> **Stored data entries**:

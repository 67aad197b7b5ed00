#![deny(
    unsafe_code,
    missing_docs,
    dead_code,
    unused_results,
    non_snake_case,
    unreachable_pub
)]

//! Authoritative battlefield state for Skirmish.
//!
//! The world owns terrain, units, and team treasuries. It changes only when
//! [`apply`] executes a [`Command`], and it reports every change through
//! [`Event`] values. Systems observe it exclusively through [`query`].

use std::{collections::BTreeMap, time::Duration};

use glam::Vec2;
use skirmish_core::{
    strike_gate, AttackProfile, AttackRejection, CellCoord, Command, Event, Health, TeamId,
    TerrainKind, TerrainView, TileCoord, TileGrid, UnitCategory, UnitDeath, UnitId, UnitStats,
};
use tracing::{debug, info, warn};

const DEFAULT_GRID_COLUMNS: TileCoord = TileCoord::new(24);
const DEFAULT_GRID_ROWS: TileCoord = TileCoord::new(24);
const DEFAULT_TILE_LENGTH: f32 = 32.0;

/// Represents the authoritative battlefield state.
#[derive(Debug)]
pub struct World {
    tile_grid: TileGrid,
    terrain: TerrainGrid,
    units: Vec<Unit>,
    next_unit_id: u32,
    treasuries: BTreeMap<TeamId, u32>,
    tick_index: u64,
}

impl World {
    /// Creates an empty battlefield using the default 24 by 24 grid.
    #[must_use]
    pub fn new() -> Self {
        let tile_grid = TileGrid::new(DEFAULT_GRID_COLUMNS, DEFAULT_GRID_ROWS, DEFAULT_TILE_LENGTH);
        Self {
            terrain: TerrainGrid::new(&tile_grid),
            tile_grid,
            units: Vec::new(),
            next_unit_id: 0,
            treasuries: BTreeMap::new(),
            tick_index: 0,
        }
    }

    fn unit_index(&self, unit: UnitId) -> Option<usize> {
        self.units
            .binary_search_by_key(&unit, |candidate| candidate.id)
            .ok()
    }

    fn unit_mut(&mut self, unit: UnitId) -> Option<&mut Unit> {
        let index = self.unit_index(unit)?;
        self.units.get_mut(index)
    }

    fn terrain_view(&self) -> TerrainView<'_> {
        TerrainView::new(&self.terrain.cells, self.tile_grid)
    }

    fn spawn(
        &mut self,
        team: TeamId,
        category: UnitCategory,
        position: Vec2,
        stats: UnitStats,
        out_events: &mut Vec<Event>,
    ) {
        if !self.terrain_view().is_walkable_at(position) {
            warn!(
                team = team.get(),
                ?category,
                x = position.x,
                y = position.y,
                "spawn position is not walkable"
            );
            return;
        }

        let id = UnitId::new(self.next_unit_id);
        self.next_unit_id = self.next_unit_id.saturating_add(1);
        self.units.push(Unit::from_stats(id, team, category, position, stats));
        out_events.push(Event::UnitSpawned {
            unit: id,
            team,
            category,
            position,
        });
    }

    fn advance(&mut self, dt: Duration) {
        let dt_secs = dt.as_secs_f32();
        let terrain = TerrainView::new(&self.terrain.cells, self.tile_grid);
        for unit in self.units.iter_mut() {
            unit.since_last_attack = unit.since_last_attack.saturating_add(dt);
            unit.integrate(dt_secs, &terrain);
        }
    }

    fn resolve_attack(&mut self, attacker: UnitId, target: UnitId, out_events: &mut Vec<Event>) {
        let verdict = self.check_attack(attacker, target);
        let (attacker_index, target_index) = match verdict {
            Ok(indices) => indices,
            Err(reason) => {
                debug!(
                    attacker = attacker.get(),
                    target = target.get(),
                    ?reason,
                    "attack rejected"
                );
                out_events.push(Event::AttackRejected {
                    attacker,
                    target,
                    reason,
                });
                return;
            }
        };

        let (damage, killer_team) = {
            let striker = &mut self.units[attacker_index];
            striker.since_last_attack = Duration::ZERO;
            (striker.attack.damage, striker.team)
        };

        let victim = &mut self.units[target_index];
        victim.health = victim.health.after_damage(damage);
        let remaining = victim.health.current();
        out_events.push(Event::AttackResolved {
            attacker,
            target,
            damage,
            remaining,
        });

        if remaining == 0 {
            self.kill(target_index, killer_team, out_events);
        }
    }

    fn check_attack(
        &self,
        attacker: UnitId,
        target: UnitId,
    ) -> Result<(usize, usize), AttackRejection> {
        let attacker_index = self
            .unit_index(attacker)
            .ok_or(AttackRejection::MissingAttacker)?;
        let target_index = self
            .unit_index(target)
            .ok_or(AttackRejection::MissingTarget)?;
        let striker = &self.units[attacker_index];
        let victim = &self.units[target_index];

        if !striker.health.is_alive() {
            return Err(AttackRejection::MissingAttacker);
        }
        if !victim.health.is_alive() {
            return Err(AttackRejection::MissingTarget);
        }
        if striker.team == victim.team {
            return Err(AttackRejection::FriendlyTarget);
        }

        let distance = striker.position.distance(victim.position);
        strike_gate(&striker.attack, striker.since_last_attack, distance)?;
        Ok((attacker_index, target_index))
    }

    fn kill(&mut self, index: usize, killer_team: TeamId, out_events: &mut Vec<Event>) {
        let fallen = self.units.remove(index);
        for unit in self.units.iter_mut() {
            if unit.target == Some(fallen.id) {
                unit.target = None;
            }
        }

        let death = UnitDeath {
            unit: fallen.id,
            team: fallen.team,
            killer_team,
            refund: fallen.refund,
        };
        info!(
            unit = fallen.id.get(),
            team = fallen.team.get(),
            killer_team = killer_team.get(),
            refund = fallen.refund,
            "unit died"
        );
        out_events.push(Event::UnitDied(death));

        if fallen.refund > 0 {
            let balance = self.credit(killer_team, fallen.refund);
            out_events.push(Event::TreasuryChanged {
                team: killer_team,
                balance,
            });
        }
    }

    fn credit(&mut self, team: TeamId, amount: u32) -> u32 {
        let balance = self.treasuries.entry(team).or_insert(0);
        *balance = balance.saturating_add(amount);
        *balance
    }
}

impl Default for World {
    fn default() -> Self {
        Self::new()
    }
}

/// Applies the provided command to the world, mutating state deterministically.
pub fn apply(world: &mut World, command: Command, out_events: &mut Vec<Event>) {
    match command {
        Command::ConfigureBattlefield {
            columns,
            rows,
            tile_length,
        } => {
            world.tile_grid = TileGrid::new(columns, rows, tile_length);
            world.terrain = TerrainGrid::new(&world.tile_grid);
            world.units.clear();
            world.treasuries.clear();
        }
        Command::PaintTerrain { cell, kind } => {
            let columns = world.tile_grid.columns().get();
            if world.terrain.paint(columns, cell, kind) {
                out_events.push(Event::TerrainPainted { cell, kind });
            }
        }
        Command::SpawnUnit {
            team,
            category,
            position,
            stats,
        } => world.spawn(team, category, position, stats, out_events),
        Command::FundTeam { team, amount } => {
            let balance = world.credit(team, amount);
            out_events.push(Event::TreasuryChanged { team, balance });
        }
        Command::Tick { dt } => {
            world.tick_index = world.tick_index.saturating_add(1);
            world.advance(dt);
            out_events.push(Event::TimeAdvanced { dt });
        }
        Command::SteerUnit { unit, velocity } => {
            if let Some(steered) = world.unit_mut(unit) {
                steered.steer(velocity);
            }
        }
        Command::SetTarget { unit, target } => {
            if let Some(aiming) = world.unit_mut(unit) {
                aiming.target = target;
            }
        }
        Command::ResolveAttack { attacker, target } => {
            world.resolve_attack(attacker, target, out_events);
        }
    }
}

/// Query functions that provide read-only access to the world state.
pub mod query {
    use std::collections::BTreeSet;

    use super::World;
    use skirmish_core::{TeamId, TerrainView, TileGrid, UnitSnapshot, UnitView};

    /// Provides the world's tile grid definition.
    #[must_use]
    pub fn tile_grid(world: &World) -> TileGrid {
        world.tile_grid
    }

    /// Exposes a read-only view of the terrain grid.
    #[must_use]
    pub fn terrain_view(world: &World) -> TerrainView<'_> {
        world.terrain_view()
    }

    /// Captures a read-only view of every unit on the battlefield.
    #[must_use]
    pub fn unit_view(world: &World) -> UnitView {
        UnitView::from_snapshots(
            world
                .units
                .iter()
                .map(|unit| UnitSnapshot {
                    id: unit.id,
                    team: unit.team,
                    category: unit.category,
                    position: unit.position,
                    velocity: unit.velocity,
                    health: unit.health,
                    attack: unit.attack,
                    speed: unit.speed,
                    vision: unit.vision,
                    refund: unit.refund,
                    since_last_attack: unit.since_last_attack,
                    target: unit.target,
                })
                .collect(),
        )
    }

    /// Money currently held by the team.
    #[must_use]
    pub fn treasury(world: &World, team: TeamId) -> u32 {
        world.treasuries.get(&team).copied().unwrap_or(0)
    }

    /// Teams that still field at least one unit, in ascending order.
    #[must_use]
    pub fn teams(world: &World) -> Vec<TeamId> {
        world
            .units
            .iter()
            .map(|unit| unit.team)
            .collect::<BTreeSet<_>>()
            .into_iter()
            .collect()
    }

    /// Number of ticks processed since the world was created.
    #[must_use]
    pub fn tick_index(world: &World) -> u64 {
        world.tick_index
    }
}

#[derive(Clone, Debug)]
struct Unit {
    id: UnitId,
    team: TeamId,
    category: UnitCategory,
    position: Vec2,
    velocity: Vec2,
    health: Health,
    attack: AttackProfile,
    speed: f32,
    vision: f32,
    refund: u32,
    since_last_attack: Duration,
    target: Option<UnitId>,
}

impl Unit {
    fn from_stats(
        id: UnitId,
        team: TeamId,
        category: UnitCategory,
        position: Vec2,
        stats: UnitStats,
    ) -> Self {
        Self {
            id,
            team,
            category,
            position,
            velocity: Vec2::ZERO,
            health: Health::full(stats.max_health),
            attack: stats.attack,
            speed: stats.speed,
            vision: stats.vision,
            refund: stats.refund,
            since_last_attack: stats.attack.cooldown().unwrap_or(Duration::ZERO),
            target: None,
        }
    }

    fn steer(&mut self, velocity: Vec2) {
        self.velocity = if self.category.is_mobile() && velocity.is_finite() {
            velocity.clamp_length_max(self.speed.max(0.0))
        } else {
            Vec2::ZERO
        };
    }

    fn integrate(&mut self, dt_secs: f32, terrain: &TerrainView<'_>) {
        if self.velocity == Vec2::ZERO {
            return;
        }

        let step = self.velocity * dt_secs;
        let candidates = [
            self.position + step,
            self.position + Vec2::new(step.x, 0.0),
            self.position + Vec2::new(0.0, step.y),
        ];
        if let Some(next) = candidates
            .into_iter()
            .find(|candidate| terrain.is_walkable_at(*candidate))
        {
            self.position = next;
        }
    }
}

#[derive(Clone, Debug)]
struct TerrainGrid {
    cells: Vec<TerrainKind>,
}

impl TerrainGrid {
    fn new(grid: &TileGrid) -> Self {
        Self {
            cells: vec![TerrainKind::Open; grid.cell_count()],
        }
    }

    fn paint(&mut self, columns: u32, cell: CellCoord, kind: TerrainKind) -> bool {
        if cell.column() >= columns {
            return false;
        }
        let Some(index) = index(columns, cell) else {
            return false;
        };
        match self.cells.get_mut(index) {
            Some(slot) => {
                *slot = kind;
                true
            }
            None => false,
        }
    }
}

fn index(columns: u32, cell: CellCoord) -> Option<usize> {
    let width = usize::try_from(columns).ok()?;
    let row = usize::try_from(cell.row()).ok()?;
    let column = usize::try_from(cell.column()).ok()?;
    row.checked_mul(width)?.checked_add(column)
}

> **EXERCISE BRIEF**:
Number of lines above containing "TileCoord": state it and nothing else.

> **TASK OUTPUT**:
3